-- Opening Marker --

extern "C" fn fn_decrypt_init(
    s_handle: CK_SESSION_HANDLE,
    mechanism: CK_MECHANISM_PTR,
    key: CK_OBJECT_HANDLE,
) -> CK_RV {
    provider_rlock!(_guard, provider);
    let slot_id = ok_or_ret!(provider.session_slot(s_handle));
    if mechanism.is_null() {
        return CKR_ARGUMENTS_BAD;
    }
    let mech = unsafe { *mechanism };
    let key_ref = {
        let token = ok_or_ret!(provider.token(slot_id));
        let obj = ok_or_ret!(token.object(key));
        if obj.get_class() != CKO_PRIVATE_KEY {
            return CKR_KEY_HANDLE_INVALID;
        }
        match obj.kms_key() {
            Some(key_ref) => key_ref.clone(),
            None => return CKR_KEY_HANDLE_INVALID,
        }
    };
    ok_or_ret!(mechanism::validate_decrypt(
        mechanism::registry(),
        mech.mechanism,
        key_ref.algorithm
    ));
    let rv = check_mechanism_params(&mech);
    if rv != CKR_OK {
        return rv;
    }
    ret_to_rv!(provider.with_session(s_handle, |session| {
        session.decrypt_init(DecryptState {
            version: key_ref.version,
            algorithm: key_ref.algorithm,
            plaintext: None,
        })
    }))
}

-- Closing Marker --
-- Opening Marker --

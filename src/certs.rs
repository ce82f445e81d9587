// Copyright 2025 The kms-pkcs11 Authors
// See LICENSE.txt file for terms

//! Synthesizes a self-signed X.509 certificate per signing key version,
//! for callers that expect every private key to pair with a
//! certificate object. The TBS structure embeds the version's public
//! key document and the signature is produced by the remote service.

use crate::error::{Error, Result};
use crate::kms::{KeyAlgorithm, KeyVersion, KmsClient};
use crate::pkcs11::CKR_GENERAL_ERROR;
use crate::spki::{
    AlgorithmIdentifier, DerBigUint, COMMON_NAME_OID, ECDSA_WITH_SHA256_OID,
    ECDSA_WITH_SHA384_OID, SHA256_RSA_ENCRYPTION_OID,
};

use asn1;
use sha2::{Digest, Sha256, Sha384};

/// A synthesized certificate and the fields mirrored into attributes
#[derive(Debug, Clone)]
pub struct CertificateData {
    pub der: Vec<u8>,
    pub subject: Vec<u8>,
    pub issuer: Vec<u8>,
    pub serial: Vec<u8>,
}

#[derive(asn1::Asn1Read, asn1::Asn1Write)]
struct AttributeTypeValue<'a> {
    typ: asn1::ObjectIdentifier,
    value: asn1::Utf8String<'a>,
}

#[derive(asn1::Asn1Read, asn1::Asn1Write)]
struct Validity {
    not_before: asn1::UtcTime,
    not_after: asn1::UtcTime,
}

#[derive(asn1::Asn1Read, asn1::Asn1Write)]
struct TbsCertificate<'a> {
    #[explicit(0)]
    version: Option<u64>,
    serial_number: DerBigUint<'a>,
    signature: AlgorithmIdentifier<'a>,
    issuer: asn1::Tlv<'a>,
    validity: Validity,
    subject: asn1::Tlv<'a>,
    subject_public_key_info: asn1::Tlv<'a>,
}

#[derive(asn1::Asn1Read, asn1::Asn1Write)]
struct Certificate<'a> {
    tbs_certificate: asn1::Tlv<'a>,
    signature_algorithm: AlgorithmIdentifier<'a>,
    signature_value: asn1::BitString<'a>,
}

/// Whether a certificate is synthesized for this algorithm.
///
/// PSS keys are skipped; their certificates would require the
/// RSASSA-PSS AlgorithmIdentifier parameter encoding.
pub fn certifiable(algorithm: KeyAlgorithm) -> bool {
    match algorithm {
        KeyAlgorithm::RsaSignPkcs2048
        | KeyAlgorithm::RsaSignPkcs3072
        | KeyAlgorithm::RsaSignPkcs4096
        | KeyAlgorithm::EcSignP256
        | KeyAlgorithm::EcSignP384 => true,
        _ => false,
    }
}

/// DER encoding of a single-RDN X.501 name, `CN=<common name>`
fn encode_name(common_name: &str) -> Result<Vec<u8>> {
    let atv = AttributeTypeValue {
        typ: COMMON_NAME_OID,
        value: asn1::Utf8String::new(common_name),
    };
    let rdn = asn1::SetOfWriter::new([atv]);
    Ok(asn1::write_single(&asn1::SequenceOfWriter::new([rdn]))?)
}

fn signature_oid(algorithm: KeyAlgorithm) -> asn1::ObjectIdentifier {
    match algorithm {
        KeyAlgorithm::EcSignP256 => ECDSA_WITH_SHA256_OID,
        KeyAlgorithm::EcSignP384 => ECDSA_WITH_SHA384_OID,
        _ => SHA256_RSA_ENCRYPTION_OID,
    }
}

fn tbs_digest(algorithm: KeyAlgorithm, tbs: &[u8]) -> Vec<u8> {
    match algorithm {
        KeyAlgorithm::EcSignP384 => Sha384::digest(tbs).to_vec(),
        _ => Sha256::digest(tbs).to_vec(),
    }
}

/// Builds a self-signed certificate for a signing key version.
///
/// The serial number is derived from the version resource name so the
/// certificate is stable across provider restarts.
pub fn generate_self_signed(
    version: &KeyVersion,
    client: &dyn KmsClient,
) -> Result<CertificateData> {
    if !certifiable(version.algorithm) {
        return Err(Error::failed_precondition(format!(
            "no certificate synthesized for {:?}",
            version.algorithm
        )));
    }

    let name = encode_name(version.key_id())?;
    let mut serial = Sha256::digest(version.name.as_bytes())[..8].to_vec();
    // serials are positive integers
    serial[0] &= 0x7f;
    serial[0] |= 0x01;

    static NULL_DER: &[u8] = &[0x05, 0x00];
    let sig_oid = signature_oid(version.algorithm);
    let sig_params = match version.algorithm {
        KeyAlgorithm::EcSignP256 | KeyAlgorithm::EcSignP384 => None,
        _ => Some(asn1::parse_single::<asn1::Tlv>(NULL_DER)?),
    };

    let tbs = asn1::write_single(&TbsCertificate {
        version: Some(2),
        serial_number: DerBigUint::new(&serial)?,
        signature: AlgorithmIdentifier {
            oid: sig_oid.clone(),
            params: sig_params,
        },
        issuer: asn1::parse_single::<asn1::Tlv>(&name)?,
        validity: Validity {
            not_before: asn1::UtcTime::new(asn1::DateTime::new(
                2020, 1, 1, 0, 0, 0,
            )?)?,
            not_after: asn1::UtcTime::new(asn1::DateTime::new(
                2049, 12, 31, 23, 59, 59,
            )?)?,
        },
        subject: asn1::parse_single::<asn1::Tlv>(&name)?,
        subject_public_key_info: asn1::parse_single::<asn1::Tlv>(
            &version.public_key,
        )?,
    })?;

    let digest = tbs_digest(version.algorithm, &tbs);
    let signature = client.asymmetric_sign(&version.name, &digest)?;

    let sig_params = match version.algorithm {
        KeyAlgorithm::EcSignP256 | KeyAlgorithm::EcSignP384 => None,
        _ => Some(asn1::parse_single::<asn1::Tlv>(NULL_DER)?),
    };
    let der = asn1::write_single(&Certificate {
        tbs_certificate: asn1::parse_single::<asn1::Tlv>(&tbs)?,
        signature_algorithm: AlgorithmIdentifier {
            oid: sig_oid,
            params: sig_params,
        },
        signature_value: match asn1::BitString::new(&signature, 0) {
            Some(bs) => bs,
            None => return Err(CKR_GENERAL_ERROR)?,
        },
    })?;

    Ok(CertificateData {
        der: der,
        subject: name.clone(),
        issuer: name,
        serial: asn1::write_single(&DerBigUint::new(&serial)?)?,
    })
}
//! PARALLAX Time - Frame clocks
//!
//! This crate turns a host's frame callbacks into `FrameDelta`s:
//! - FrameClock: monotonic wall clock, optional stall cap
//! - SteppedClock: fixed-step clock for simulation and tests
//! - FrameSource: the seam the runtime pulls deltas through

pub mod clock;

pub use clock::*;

-- Closing Marker --

Your assignment:
Of the entries above, repeat exactly the lines from the line with "- Frame clocks" through the line with "pub use clock::*;", both of them included.

Solution to the exercise:
//! PARALLAX Time - Frame clocks
//!
//! This crate turns a host's frame callbacks into `FrameDelta`s:
//! - FrameClock: monotonic wall clock, optional stall cap
//! - SteppedClock: fixed-step clock for simulation and tests
//! - FrameSource: the seam the runtime pulls deltas through

pub mod clock;

pub use clock::*;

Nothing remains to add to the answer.